The M635CSi was not only a fast and agile car, but also a comfortable and refined one. It had power windows, power sunroof, power steering, air conditioning, cruise control, central locking, and an onboard computer. It also had a high-quality sound system with a cassette player and an equalizer. The trunk was spacious enough to accommodate luggage for long trips.
The M635CSi was sold in most parts of the world under that name, but in Japan and North America it was called the M6. However, the North American version had a different engine, known as the S38B35, which was based on the regular 635CSi engine but with some modifications to meet emission standards. The S38B35 had lower compression ratio, catalytic converters, and less aggressive camshafts. As a result, it produced 256 horsepower and 243 lb-ft of torque, which was still impressive but slightly less than the European version.

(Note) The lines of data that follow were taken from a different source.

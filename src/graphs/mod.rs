//! Immutable, index-optimized view of a validated routine.
//!
//! [`ExecutionGraph`] is what the scheduler actually walks: nodes by id,
//! edges indexed both by source and by target, routine variables collapsed
//! to a name → value map, and the trigger payload. It is built once per run
//! and never mutated.

use rustc_hash::{FxHashMap, FxHashSet};
use serde_json::Value;

use crate::routine::{Connection, Routine, RoutineNode};

#[derive(Clone, Copy)]
enum Direction {
    Forward,
    Backward,
}

/// O(1)-lookup view of a routine for the scheduler.
///
/// Construction assumes the routine already passed validation; unknown edge
/// endpoints are silently index-less here rather than re-reported.
#[derive(Clone, Debug)]
pub struct ExecutionGraph {
    routine_id: String,
    routine_name: String,
    nodes: FxHashMap<String, RoutineNode>,
    /// Preserves authored node order, for deterministic iteration.
    node_order: Vec<String>,
    edges_by_source: FxHashMap<String, Vec<Connection>>,
    edges_by_target: FxHashMap<String, Vec<Connection>>,
    variables: FxHashMap<String, Value>,
    trigger_data: Value,
}

impl ExecutionGraph {
    /// Build the indexed view from a validated routine.
    #[must_use]
    pub fn from_routine(routine: &Routine) -> Self {
        let mut nodes = FxHashMap::default();
        let mut node_order = Vec::with_capacity(routine.nodes.len());
        for node in &routine.nodes {
            node_order.push(node.id.clone());
            nodes.insert(node.id.clone(), node.clone());
        }

        let mut edges_by_source: FxHashMap<String, Vec<Connection>> = FxHashMap::default();
        let mut edges_by_target: FxHashMap<String, Vec<Connection>> = FxHashMap::default();
        for edge in &routine.connections {
            edges_by_source
                .entry(edge.source_node_id.clone())
                .or_default()
                .push(edge.clone());
            edges_by_target
                .entry(edge.target_node_id.clone())
                .or_default()
                .push(edge.clone());
        }

        let variables = routine
            .variables
            .iter()
            .map(|var| (var.name.clone(), var.value.clone()))
            .collect();

        Self {
            routine_id: routine.id.clone().unwrap_or_default(),
            routine_name: routine.name.clone(),
            nodes,
            node_order,
            edges_by_source,
            edges_by_target,
            variables,
            trigger_data: routine.trigger_data.clone().unwrap_or(Value::Null),
        }
    }

    #[must_use]
    pub fn routine_id(&self) -> &str {
        &self.routine_id
    }

    #[must_use]
    pub fn routine_name(&self) -> &str {
        &self.routine_name
    }

    #[must_use]
    pub fn node(&self, id: &str) -> Option<&RoutineNode> {
        self.nodes.get(id)
    }

    /// Node ids in authored order.
    #[must_use]
    pub fn node_ids(&self) -> &[String] {
        &self.node_order
    }

    #[must_use]
    pub fn node_count(&self) -> usize {
        self.node_order.len()
    }

    /// Outgoing edges of a node, in authored order. Empty for sinks.
    #[must_use]
    pub fn edges_from(&self, id: &str) -> &[Connection] {
        self.edges_by_source.get(id).map_or(&[], Vec::as_slice)
    }

    /// Incoming edges of a node, in authored order. Empty for entries.
    #[must_use]
    pub fn edges_into(&self, id: &str) -> &[Connection] {
        self.edges_by_target.get(id).map_or(&[], Vec::as_slice)
    }

    #[must_use]
    pub fn variables(&self) -> &FxHashMap<String, Value> {
        &self.variables
    }

    #[must_use]
    pub fn variable(&self, name: &str) -> Option<&Value> {
        self.variables.get(name)
    }

    #[must_use]
    pub fn trigger_data(&self) -> &Value {
        &self.trigger_data
    }

    /// Loop-edge id → the nodes forming that loop's body: nodes reachable
    /// from the edge's target that can still reach the edge's source, via
    /// non-loop edges. The body is what re-executes each iteration, so the
    /// scheduler requires body members to complete in the *current*
    /// iteration context while everything else may satisfy readiness from
    /// an enclosing scope.
    #[must_use]
    pub fn loop_membership(&self) -> FxHashMap<String, FxHashSet<String>> {
        let mut membership: FxHashMap<String, FxHashSet<String>> = FxHashMap::default();
        for source in &self.node_order {
            for edge in self.edges_from(source) {
                if !edge.is_loop() {
                    continue;
                }
                let forward = self.reach(&edge.target_node_id, Direction::Forward);
                let backward = self.reach(&edge.source_node_id, Direction::Backward);
                let mut members: FxHashSet<String> =
                    forward.intersection(&backward).cloned().collect();
                members.insert(edge.target_node_id.clone());
                members.insert(edge.source_node_id.clone());
                membership.insert(edge.id.clone(), members);
            }
        }
        membership
    }

    fn reach(&self, start: &str, direction: Direction) -> FxHashSet<String> {
        let mut seen: FxHashSet<String> = FxHashSet::default();
        seen.insert(start.to_string());
        let mut frontier = vec![start.to_string()];
        while let Some(current) = frontier.pop() {
            let edges = match direction {
                Direction::Forward => self.edges_from(&current),
                Direction::Backward => self.edges_into(&current),
            };
            for edge in edges {
                if edge.is_loop() {
                    continue;
                }
                let next = match direction {
                    Direction::Forward => &edge.target_node_id,
                    Direction::Backward => &edge.source_node_id,
                };
                if seen.insert(next.clone()) {
                    frontier.push(next.clone());
                }
            }
        }
        seen
    }

    /// Entry nodes: enabled nodes with no incoming non-loop edge. Loop
    /// back-edges never gate seeding.
    #[must_use]
    pub fn entry_nodes(&self) -> Vec<&str> {
        self.node_order
            .iter()
            .filter(|id| {
                let node = &self.nodes[*id];
                node.enabled
                    && self
                        .edges_into(id)
                        .iter()
                        .all(Connection::is_loop)
            })
            .map(String::as_str)
            .collect()
    }
}

#[cfg(test)]
mod tests {
    use super::*;
    use crate::routine::{EdgeCondition, LoopConfig, Variable, VariableType};
    use serde_json::json;

    fn sample() -> Routine {
        Routine {
            id: Some("r-1".into()),
            name: "sample".into(),
            nodes: vec![
                RoutineNode::new("n1", "seed"),
                RoutineNode::new("n2", "counter"),
            ],
            connections: vec![
                Connection::new("e1", "n1", "n2"),
                Connection::new("loop-1", "n2", "n2").with_condition(EdgeCondition::Loop {
                    loop_config: Some(LoopConfig::new(3)),
                }),
            ],
            trigger_data: Some(json!({"seed": 1})),
            variables: vec![Variable::new("limit", VariableType::Number, json!(10))],
        }
    }

    #[test]
    fn indexes_both_directions() {
        let graph = ExecutionGraph::from_routine(&sample());
        assert_eq!(graph.edges_from("n1").len(), 1);
        assert_eq!(graph.edges_from("n2").len(), 1);
        assert_eq!(graph.edges_into("n2").len(), 2);
        assert_eq!(graph.variable("limit"), Some(&json!(10)));
        assert_eq!(graph.trigger_data()["seed"], json!(1));
    }

    #[test]
    fn loop_edges_do_not_gate_entry_seeding() {
        let graph = ExecutionGraph::from_routine(&sample());
        assert_eq!(graph.entry_nodes(), vec!["n1"]);
    }

    #[test]
    fn loop_membership_covers_the_body() {
        let routine = Routine {
            id: None,
            name: "loop body".into(),
            nodes: vec![
                RoutineNode::new("n1", "seed"),
                RoutineNode::new("n2", "work"),
                RoutineNode::new("n3", "check"),
                RoutineNode::new("n4", "after"),
            ],
            connections: vec![
                Connection::new("e1", "n1", "n2"),
                Connection::new("e2", "n2", "n3"),
                Connection::new("back", "n3", "n2").with_condition(EdgeCondition::Loop {
                    loop_config: Some(LoopConfig::new(2)),
                }),
                Connection::new("e3", "n3", "n4"),
            ],
            trigger_data: None,
            variables: Vec::new(),
        };
        let graph = ExecutionGraph::from_routine(&routine);
        let membership = graph.loop_membership();
        let body = &membership["back"];
        assert!(body.contains("n2") && body.contains("n3"));
        assert!(!body.contains("n1") && !body.contains("n4"));
    }

    #[test]
    fn disabled_nodes_are_not_entries() {
        let mut routine = sample();
        routine.nodes[0].enabled = false;
        let graph = ExecutionGraph::from_routine(&routine);
        assert!(graph.entry_nodes().is_empty());
    }
}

Called The M6 In The United States
The M6 was also slightly heavier than the M635CSi due to additional equipment such as airbags and anti-lock brakes. The performance figures were slightly lower as well: 0 to 60 mph in 6.4 seconds and top speed of 155 mph. The exterior and interior features were mostly identical to the European version. The M635CSi/M6 was a rare and exclusive car, with only 5,855 units produced worldwide between 1983 and 1989. It was also an expensive car, with a price tag of around $60,000 in the US market and £37,000 in the UK market. But it was worth every penny for those who wanted to experience the ultimate driving machine.
A Timeless Classic
BMW’s M635CSi is now a highly sought-after classic car by collectors and enthusiasts who appreciate its beauty, performance, and heritage. It is a car that represents the best of BMW’s engineering and design in the 1980s. It also faced some fierce competition from other high-end coupes at the time, such as the Porsche 928 S4, the Jaguar XJ-S V12 HE, and the Mercedes-Benz SEC AMG.
The BMW M635CSi is a car that still captivates people today with its timeless design and thrilling performance. It is a car that deserves respect and admiration from anyone who loves cars. And in these photos, courtesy of BMW UK, we get to see a fine example of the BMW M635CSi. [Photos: BMW UK]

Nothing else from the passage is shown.